No matter if you’re African, African-American, Caribbean, Afro-Latin, etc., you’re connected to Africa. And as a member of that club, you’re a part of the movement to display pride and show love to the cultures that made you who you are. Essandoh wants you to think of MIZIZI as “The Black Nike.” They’re industry leaders bringing you fresh sportswear, but this brand has cultural context that can’t be matched. “We want to create a movement making Africa the ‘cool’ thing to be connected to,” Essandoh says. “We’ve always known it — now it’s time for the rest of the world to catch up.”Photo: Courtesy of MIZIZI
And grabbing some gear from MIZIZI guarantees you’re supporting black-owned businesses and a “for us, by us” model instead of some major brands that take advantage of culture by simply appropriating it for profit. Within all of MIZIZI’s designs are little Easter Eggs of knowledge that relate back to the respective country’s culture. This makes each item a conversation piece, prompting customers to learn more about their country and share that knowledge with others.

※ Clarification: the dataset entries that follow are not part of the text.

//! Fixed-size bit vector backing the filter.
//!
//! `BitVec` is a bit array of exactly `len` positions backed by `Box<[u64]>`.
//! Each 64-bit word stores 64 bits in little-endian bit order:
//!
//! ```text
//! Word 0: [bit 0][bit 1]...[bit 63]
//! Word 1: [bit 64][bit 65]...[bit 127]
//! ```
//!
//! Bits only ever go from 0 to 1. There is no clear or reset: a Bloom filter
//! cannot forget an element without risking false negatives for others.
//!
//! Every access is bounds-checked and returns [`BloomError::IndexOutOfBounds`]
//! instead of panicking.
//!
//! # Performance Characteristics
//!
//! - Space: `⌈n/64⌉ * 8` bytes for `n` bits
//! - `set`, `get`: O(1)
//! - `count_ones`: O(n/64), uses POPCNT where available
//!
//! # Examples
//!
//! ```
//! use bloomseed::core::bitvec::BitVec;
//!
//! let mut bv = BitVec::new(100).unwrap();
//! bv.set(42).unwrap();
//! assert!(bv.get(42).unwrap());
//! assert!(!bv.get(43).unwrap());
//! assert!(bv.get(100).is_err());
//! assert_eq!(bv.count_ones(), 1);
//! ```

use crate::error::{BloomError, Result};

/// Fixed-size, grow-only bit vector.
#[derive(Debug, Clone, PartialEq, Eq)]
pub struct BitVec {
    /// Words, each storing 64 bits. Bits past `len` in the last word stay 0.
    blocks: Box<[u64]>,

    /// Total number of bits in the vector.
    len: usize,
}

impl BitVec {
    /// Create a new bit vector with `num_bits` positions, all 0.
    ///
    /// # Errors
    ///
    /// - [`BloomError::InvalidFilterSize`] if `num_bits` is 0
    /// - [`BloomError::InvalidParameters`] if the words cannot be allocated
    pub fn new(num_bits: usize) -> Result<Self> {
        if num_bits == 0 {
            return Err(BloomError::invalid_filter_size(num_bits));
        }

        // Rounded up without `num_bits + 63`, which overflows near usize::MAX
        let num_blocks = num_bits / 64 + usize::from(num_bits % 64 != 0);

        let mut blocks = Vec::new();
        blocks.try_reserve_exact(num_blocks).map_err(|err| {
            BloomError::invalid_parameters(format!(
                "cannot allocate {} bits ({} words): {}",
                num_bits, num_blocks, err
            ))
        })?;
        blocks.resize(num_blocks, 0u64);

        Ok(Self {
            blocks: blocks.into_boxed_slice(),
            len: num_bits,
        })
    }

    /// Number of addressable bits.
    #[must_use]
    #[inline]
    pub const fn len(&self) -> usize {
        self.len
    }

    /// `true` if the vector has no positions. [`BitVec::new`] rejects 0 bits,
    /// so this is `false` for every constructed vector.
    #[must_use]
    #[inline]
    pub const fn is_empty(&self) -> bool {
        self.len == 0
    }

    /// Set the bit at `index` to 1. Idempotent.
    ///
    /// # Errors
    ///
    /// Returns [`BloomError::IndexOutOfBounds`] if `index >= len`.
    #[inline]
    pub fn set(&mut self, index: usize) -> Result<()> {
        let (block_idx, mask) = self.locate(index)?;
        self.blocks[block_idx] |= mask;
        Ok(())
    }

    /// Read the bit at `index`.
    ///
    /// # Errors
    ///
    /// Returns [`BloomError::IndexOutOfBounds`] if `index >= len`.
    #[inline]
    pub fn get(&self, index: usize) -> Result<bool> {
        let (block_idx, mask) = self.locate(index)?;
        Ok(self.blocks[block_idx] & mask != 0)
    }

    /// Count bits set to 1.
    #[must_use]
    pub fn count_ones(&self) -> usize {
        self.blocks.iter().map(|w| w.count_ones() as usize).sum()
    }

    /// Heap bytes held by the word array.
    #[must_use]
    pub fn memory_usage(&self) -> usize {
        self.blocks.len() * std::mem::size_of::<u64>()
    }

    /// Number of 64-bit words.
    #[must_use]
    pub fn num_blocks(&self) -> usize {
        self.blocks.len()
    }

    /// Raw words, low bit of word 0 is position 0.
    #[must_use]
    pub fn as_words(&self) -> &[u64] {
        &self.blocks
    }

    /// OR every bit of `other` into `self`.
    ///
    /// Only adds bits, so the grow-only property holds.
    ///
    /// # Errors
    ///
    /// Returns [`BloomError::IncompatibleFilters`] if the lengths differ.
    ///
    /// # Examples
    ///
    /// ```
    /// use bloomseed::core::bitvec::BitVec;
    ///
    /// let mut a = BitVec::new(64).unwrap();
    /// let mut b = BitVec::new(64).unwrap();
    /// a.set(10).unwrap();
    /// b.set(20).unwrap();
    ///
    /// a.union_with(&b).unwrap();
    /// assert!(a.get(10).unwrap() && a.get(20).unwrap());
    /// ```
    pub fn union_with(&mut self, other: &Self) -> Result<()> {
        if self.len != other.len {
            return Err(BloomError::incompatible_filters(format!(
                "bit vector lengths differ: {} vs {}",
                self.len, other.len
            )));
        }

        for (dst, src) in self.blocks.iter_mut().zip(other.blocks.iter()) {
            *dst |= *src;
        }

        Ok(())
    }

    #[inline]
    fn locate(&self, index: usize) -> Result<(usize, u64)> {
        if index >= self.len {
            return Err(BloomError::index_out_of_bounds(index, self.len));
        }

        Ok((index / 64, 1u64 << (index % 64)))
    }
}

“We identify with our customer because we are them,” Essandoh says. “It’s a company built for the African Diasporic community by people who are part of that community.”
Not sure where to start when browsing the site? How about their dope Black Lives Matter hockey jersey? Bring a message to a cut and style perfect to transition you into fall and winter.Photo: Courtesy of MIZIZI
And the brand’s most recent campaign, “The MIZIZI AfriKan Games Campaign,” includes a basketball jersey for every single African country, as well as “African” and “African-American” options. The designs are full of important details and can be effortlessly styled like any other jerseys you’ve worn before — but these have a special meaning and cultural tie that sets them apart.

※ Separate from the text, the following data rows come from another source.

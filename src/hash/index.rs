//! Bit position generation.
//!
//! Round `i` of element `e` lands on
//!
//! ```text
//! position(e, i) = hash_with_seed(e, i) mod m
//! ```
//!
//! so an element touches the positions for seeds `0, 1, ..., k-1`. Identical
//! bytes always map to identical positions; nothing here is random.

use super::hasher::{BloomHasher, Murmur3Hasher};
use crate::error::{BloomError, Result};

/// Maps `(element, round)` pairs onto `[0, m)`.
///
/// # Examples
///
/// ```
/// use bloomseed::hash::IndexGenerator;
///
/// let gen = IndexGenerator::new(96).unwrap();
/// let positions: Vec<usize> = gen.positions(b"apple", 7).collect();
///
/// assert_eq!(positions.len(), 7);
/// assert!(positions.iter().all(|&p| p < 96));
/// assert_eq!(positions[3], gen.index(b"apple", 3));
/// ```
#[derive(Debug, Clone)]
pub struct IndexGenerator<H = Murmur3Hasher> {
    hasher: H,
    bit_count: usize,
}

impl IndexGenerator<Murmur3Hasher> {
    /// Index generator over `[0, bit_count)` using MurmurHash3.
    ///
    /// # Errors
    ///
    /// Returns [`BloomError::InvalidFilterSize`] if `bit_count` is 0.
    pub fn new(bit_count: usize) -> Result<Self> {
        Self::with_hasher(bit_count, Murmur3Hasher::new())
    }
}

impl<H: BloomHasher> IndexGenerator<H> {
    /// Index generator over `[0, bit_count)` using `hasher`.
    ///
    /// # Errors
    ///
    /// Returns [`BloomError::InvalidFilterSize`] if `bit_count` is 0.
    pub fn with_hasher(bit_count: usize, hasher: H) -> Result<Self> {
        if bit_count == 0 {
            return Err(BloomError::invalid_filter_size(bit_count));
        }

        Ok(Self { hasher, bit_count })
    }

    /// Size of the position space (m).
    #[must_use]
    #[inline]
    pub fn bit_count(&self) -> usize {
        self.bit_count
    }

    /// The underlying hasher.
    #[must_use]
    pub fn hasher(&self) -> &H {
        &self.hasher
    }

    /// Position for `element` in `round`. Always `< bit_count`.
    #[must_use]
    #[inline]
    pub fn index(&self, element: &[u8], round: u32) -> usize {
        let hash = self.hasher.hash_with_seed(element, round);
        // bit_count fits in u64 on every supported target
        (hash % self.bit_count as u64) as usize
    }

    /// Positions for rounds `0..rounds`, in round order.
    pub fn positions<'a>(
        &'a self,
        element: &'a [u8],
        rounds: usize,
    ) -> impl Iterator<Item = usize> + 'a {
        (0..rounds).map(move |round| self.index(element, round as u32))
    }
}
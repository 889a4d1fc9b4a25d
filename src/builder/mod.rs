//! Builder pattern for Bloom filter construction.
//!
//! Required parameters are enforced at compile time through type states;
//! out-of-range values are reported when `build()` runs.
//!
//! ```
//! use bloomseed::builder::BloomFilterBuilder;
//!
//! let mut filter = BloomFilterBuilder::new()
//!     .expected_items(10_000)
//!     .false_positive_rate(0.01)
//!     .build()
//!     .unwrap();
//!
//! filter.add("hello");
//! assert!(filter.check("hello"));
//! ```

pub mod standard;

pub use standard::BloomFilterBuilder;
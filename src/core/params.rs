//! Optimal parameter calculation for Bloom filters.
//!
//! Given:
//! - `n`: expected number of elements
//! - `p`: target false positive rate
//!
//! Optimal parameters:
//! - `m = ceil(-n × ln(p) / (ln 2)²)` (bits in filter)
//! - `k = round((m/n) × ln 2)`, at least 1 (hash rounds)
//!
//! The bit count is often written `ceil((n × ln p) / ln(1 / 2^ln 2))`. Since
//! `ln(1 / 2^ln 2) = -(ln 2)²` the two are the same number; the closed form is
//! used here.
//!
//! Expected false positive rate after `n` insertions:
//! - `p = (1 - e^(-kn/m))^k`
//!
//! # References
//!
//! - Bloom, Burton H. (1970). "Space/Time Trade-offs in Hash Coding with Allowable Errors"
//! - <https://hur.st/bloomfilter/>

#![allow(clippy::cast_possible_truncation)]
#![allow(clippy::cast_sign_loss)]
#![allow(clippy::cast_precision_loss)]

use crate::error::{BloomError, Result};
use std::f64::consts::LN_2;

/// (ln 2)² ≈ 0.4804530139182014
const LN2_SQUARED: f64 = LN_2 * LN_2;

/// Minimum number of hash rounds.
pub const MIN_HASH_ROUNDS: usize = 1;

/// Bit count and hash round count for a filter.
#[derive(Debug, Clone, Copy, PartialEq, Eq, Hash)]
pub struct FilterParams {
    /// Number of addressable bits (m), at least 1.
    pub bit_count: usize,
    /// Number of hash rounds per element (k), at least 1.
    pub hash_rounds: usize,
}

/// Derive `(m, k)` from capacity `n` and false positive rate `p`.
///
/// # Errors
///
/// - [`BloomError::InvalidItemCount`] if `n == 0`
/// - [`BloomError::FalsePositiveRateOutOfBounds`] if `p` is not in `(0, 1)`
/// - [`BloomError::InvalidParameters`] if `m` does not fit in memory
///
/// # Examples
///
/// ```
/// use bloomseed::core::params::{derive, FilterParams};
///
/// let params = derive(10, 0.01).unwrap();
/// assert_eq!(params, FilterParams { bit_count: 96, hash_rounds: 7 });
/// ```
pub fn derive(n: usize, p: f64) -> Result<FilterParams> {
    let bit_count = optimal_bit_count(n, p)?;
    let hash_rounds = optimal_hash_count(bit_count, n)?;
    Ok(FilterParams {
        bit_count,
        hash_rounds,
    })
}

/// Calculate optimal number of bits: `m = ceil(-n × ln(p) / (ln 2)²)`.
///
/// # Errors
///
/// - [`BloomError::InvalidItemCount`] if `n == 0`
/// - [`BloomError::FalsePositiveRateOutOfBounds`] if `fp_rate` not in (0, 1)
/// - [`BloomError::InvalidParameters`] if the result exceeds system limits
///
/// # Examples
///
/// ```
/// use bloomseed::core::params::optimal_bit_count;
///
/// assert_eq!(optimal_bit_count(1000, 0.01).unwrap(), 9586);
/// ```
pub fn optimal_bit_count(n: usize, fp_rate: f64) -> Result<usize> {
    if n == 0 {
        return Err(BloomError::invalid_item_count(n));
    }

    // Written as a positive test so NaN is rejected too
    if !(fp_rate > 0.0 && fp_rate < 1.0) {
        return Err(BloomError::fp_rate_out_of_bounds(fp_rate));
    }

    let m = (-(n as f64) * fp_rate.ln() / LN2_SQUARED).ceil();

    if !m.is_finite() || m > (usize::MAX / 2) as f64 {
        return Err(BloomError::invalid_parameters(format!(
            "calculated filter size {:.0} bits exceeds system limits; \
             increase the false positive rate or reduce the item count",
            m
        )));
    }

    // n >= 1 and p < 1 keep m strictly positive; the max only guards rounding
    Ok((m as usize).max(1))
}

/// Calculate optimal number of hash rounds: `k = round((m/n) × ln 2)`.
///
/// Clamped to at least [`MIN_HASH_ROUNDS`]; rounding can give 0 for very small
/// `m/n`.
///
/// # Errors
///
/// - [`BloomError::InvalidFilterSize`] if `m == 0`
/// - [`BloomError::InvalidItemCount`] if `n == 0`
///
/// # Examples
///
/// ```
/// use bloomseed::core::params::optimal_hash_count;
///
/// assert_eq!(optimal_hash_count(9586, 1000).unwrap(), 7);
/// assert_eq!(optimal_hash_count(1, 1000).unwrap(), 1);
/// ```
pub fn optimal_hash_count(m: usize, n: usize) -> Result<usize> {
    if m == 0 {
        return Err(BloomError::invalid_filter_size(m));
    }

    if n == 0 {
        return Err(BloomError::invalid_item_count(n));
    }

    let k = ((m as f64 / n as f64) * LN_2).round() as usize;

    Ok(k.max(MIN_HASH_ROUNDS))
}

/// Calculate expected false positive rate: `p = (1 - e^(-kn/m))^k`.
///
/// Assumes `n` distinct elements have been added and the query element was
/// not one of them.
///
/// # Errors
///
/// - [`BloomError::InvalidFilterSize`] if `m == 0`
/// - [`BloomError::InvalidHashCount`] if `k == 0`
///
/// # Examples
///
/// ```
/// use bloomseed::core::params::expected_fp_rate;
///
/// let fp = expected_fp_rate(9586, 1000, 7).unwrap();
/// assert!((fp - 0.01).abs() < 0.001);
/// ```
pub fn expected_fp_rate(m: usize, n: usize, k: usize) -> Result<f64> {
    if m == 0 {
        return Err(BloomError::invalid_filter_size(m));
    }

    if k < MIN_HASH_ROUNDS {
        return Err(BloomError::invalid_hash_count(k, MIN_HASH_ROUNDS));
    }

    if n == 0 {
        return Ok(0.0);
    }

    let k_f64 = k as f64;
    let prob_bit_one = 1.0 - (-(k_f64 * n as f64) / m as f64).exp();

    Ok(prob_bit_one.powf(k_f64).clamp(0.0, 1.0))
}

/// Bits needed per element for a target rate: `-ln(p) / (ln 2)²`.
///
/// # Errors
///
/// Returns [`BloomError::FalsePositiveRateOutOfBounds`] if `fp_rate` is not
/// in (0, 1).
///
/// # Examples
///
/// ```
/// use bloomseed::core::params::bits_per_element;
///
/// let bpe = bits_per_element(0.01).unwrap();
/// assert!((bpe - 9.6).abs() < 0.1);
/// ```
pub fn bits_per_element(fp_rate: f64) -> Result<f64> {
    if !(fp_rate > 0.0 && fp_rate < 1.0) {
        return Err(BloomError::fp_rate_out_of_bounds(fp_rate));
    }

    Ok(-fp_rate.ln() / LN2_SQUARED)
}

Check out the commercials showcasing the collection’s innovative styles below:
The striking videos take place in Dallas, Texas, and shooting them demonstrated the kind of community that MIZIZI pulls together. “A lot of the local Africans came out to be a part of it and show love,” Essandoh says. “In true African style, it somehow turned out to be a small block party — we had a DJ and everything.” The commercial was directed by Ugochukwu Onwuzurike, co-directed by Obiaura Anozie, and produced with the assistance of Devy Stonez and Anthony Sarden.
But this video is just one of the new ways the brand is connecting with consumers. Regarding what’s up next for MIZIZI, Essandoh says he can’t give too much away, but that they’ve got some game-changing moves up their sleeves.
“It’s honestly becoming bigger than me and bigger than I had expected,” he says, “MIZIZI itself is becoming a movement, and it’s a blessing to be able to witness this growth.”